▸ **TASK TO COMPLETE**
Beginning with the first line below, please repeat the material exactly, ending with the line that includes "an admin path".
[[ INFORMATION SHOWN open ]]
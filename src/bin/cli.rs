use clap::{Parser, Subcommand};
use dialoguer::Password;
use dotenvy::dotenv;

use marquee::cli::{describe_path, issue_session_token};
use marquee_auth::{Role, RoleMatrix};
use marquee_config::{AccessConfig, SessionConfig};
use marquee_core::hash_password;

#[derive(Parser)]
#[command(name = "marquee-cli")]
#[command(about = "Marquee CLI - Administrative tools for the admin API", long_about = None)]
struct Cli {
    #[command(subcommand)]
    command: Commands,
}

#[derive(Subcommand)]
enum Commands {
    /// Print a bcrypt hash for an entry in the admin accounts file
    HashPassword {
        /// Password (will be prompted securely if not provided)
        #[arg(short = 'p', long)]
        password: Option<String>,
    },
    /// Sign a session token with the configured secret
    IssueSession {
        /// Admin account id
        #[arg(short = 's', long)]
        subject: i64,

        /// Role carried by the session (admin, editor, viewer)
        #[arg(short = 'r', long)]
        role: Role,
    },
    /// Show which roles may reach an admin path
    CheckPath {
        path: String,

        /// Also report whether this role would be let through
        #[arg(short = 'r', long)]
        role: Option<Role>,
    },
}

fn main() {
    dotenv().ok();

    let cli = Cli::parse();

    let result = match cli.command {
        Commands::HashPassword { password } => handle_hash_password(password),
        Commands::IssueSession { subject, role } => handle_issue_session(subject, role),
        Commands::CheckPath { path, role } => handle_check_path(&path, role),
    };

    if let Err(e) = result {
        eprintln!("\n❌ {e:#}");
        std::process::exit(1);
    }
}

fn handle_hash_password(password: Option<String>) -> anyhow::Result<()> {
    let password = match password {
        Some(password) => password,
        None => Password::new()
            .with_prompt("Password")
            .with_confirmation("Confirm password", "Passwords don't match")
            .interact()?,
    };

    let hash = hash_password(&password).map_err(|e| anyhow::anyhow!("{}", e.message()))?;
    println!("{hash}");
    Ok(())
}

fn handle_issue_session(subject: i64, role: Role) -> anyhow::Result<()> {
    let config = SessionConfig::from_env();
    let token = issue_session_token(&config, subject, role)
        .map_err(|e| anyhow::anyhow!("{}", e.message()))?;

    println!("{}={}", config.cookie_name, token.value);
    println!("   Subject: {}", token.payload.subject_id);
    println!("   Role: {}", token.payload.role);
    println!("   Expires: {}", token.payload.expires_at.to_rfc3339());
    Ok(())
}

fn handle_check_path(path: &str, role: Option<Role>) -> anyhow::Result<()> {
    let access = AccessConfig::from_env();
    let matrix = RoleMatrix::standard(&access)?;
    let report = describe_path(&matrix, &access, path);

    println!("{report}");
    if let Some(role) = role {
        let verdict = if report.permits(role) { "allowed" } else { "denied" };
        println!("{role}: {verdict}");
    }
    Ok(())
}
use tracing::{info, warn};

use marquee_auth::{AdminAccount, CredentialStore};
use marquee_core::{AppError, verify_password};

use super::model::LoginRequest;
use crate::metrics::{track_login_failure, track_login_success};

const INVALID_CREDENTIALS: &str = "Invalid email or password";

pub struct AuthService;

impl AuthService {
    /// Checks a login attempt against the credential store.
    ///
    /// Unknown emails and wrong passwords produce the same 401 so the
    /// response does not reveal which accounts exist.
    pub fn authenticate(
        accounts: &dyn CredentialStore,
        dto: &LoginRequest,
    ) -> Result<AdminAccount, AppError> {
        let Some(account) = accounts.find_by_email(&dto.email) else {
            warn!(email = %dto.email, "Login attempt for unknown account");
            track_login_failure("unknown_account");
            return Err(AppError::unauthorized(INVALID_CREDENTIALS));
        };

        if !verify_password(&dto.password, &account.password_hash)? {
            warn!(subject_id = account.id, "Login attempt with wrong password");
            track_login_failure("wrong_password");
            return Err(AppError::unauthorized(INVALID_CREDENTIALS));
        }

        info!(subject_id = account.id, role = %account.role, "Admin logged in");
        track_login_success(account.role.as_str());
        Ok(account)
    }
}

#[cfg(test)]
mod tests {
    use super::*;
    use axum::http::StatusCode;
    use marquee_auth::{Role, StaticCredentialStore};
    use marquee_core::hash_password_with_cost;

    fn store() -> StaticCredentialStore {
        StaticCredentialStore::new(vec![AdminAccount {
            id: 42,
            email: "editor@example.com".to_string(),
            name: "Eddie".to_string(),
            role: Role::Editor,
            password_hash: hash_password_with_cost("s3cret-pass", 4).unwrap(),
        }])
        .unwrap()
    }

    fn request(email: &str, password: &str) -> LoginRequest {
        LoginRequest {
            email: email.to_string(),
            password: password.to_string(),
        }
    }

    #[test]
    fn test_authenticate_success() {
        let account =
            AuthService::authenticate(&store(), &request("editor@example.com", "s3cret-pass"))
                .unwrap();
        assert_eq!(account.id, 42);
        assert_eq!(account.role, Role::Editor);
    }

    #[test]
    fn test_authenticate_wrong_password() {
        let err = AuthService::authenticate(&store(), &request("editor@example.com", "nope"))
            .unwrap_err();
        assert_eq!(err.status, StatusCode::UNAUTHORIZED);
        assert_eq!(err.message(), INVALID_CREDENTIALS);
    }

    #[test]
    fn test_authenticate_unknown_email_same_error() {
        let err = AuthService::authenticate(&store(), &request("ghost@example.com", "s3cret-pass"))
            .unwrap_err();
        assert_eq!(err.status, StatusCode::UNAUTHORIZED);
        assert_eq!(err.message(), INVALID_CREDENTIALS);
    }
}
[[ INFORMATION SHOWN closed ]]
▸ **SOLUTION TO THIS TASK**
filename src/bin/cli.rs
use clap::{Parser, Subcommand};
use dialoguer::Password;
use dotenvy::dotenv;

use marquee::cli::{describe_path, issue_session_token};
use marquee_auth::{Role, RoleMatrix};
use marquee_config::{AccessConfig, SessionConfig};
use marquee_core::hash_password;

#[derive(Parser)]
#[command(name = "marquee-cli")]
#[command(about = "Marquee CLI - Administrative tools for the admin API", long_about = None)]
struct Cli {
    #[command(subcommand)]
    command: Commands,
}

#[derive(Subcommand)]
enum Commands {
    /// Print a bcrypt hash for an entry in the admin accounts file
    HashPassword {
        /// Password (will be prompted securely if not provided)
        #[arg(short = 'p', long)]
        password: Option<String>,
    },
    /// Sign a session token with the configured secret
    IssueSession {
        /// Admin account id
        #[arg(short = 's', long)]
        subject: i64,

        /// Role carried by the session (admin, editor, viewer)
        #[arg(short = 'r', long)]
        role: Role,
    },
    /// Show which roles may reach an admin path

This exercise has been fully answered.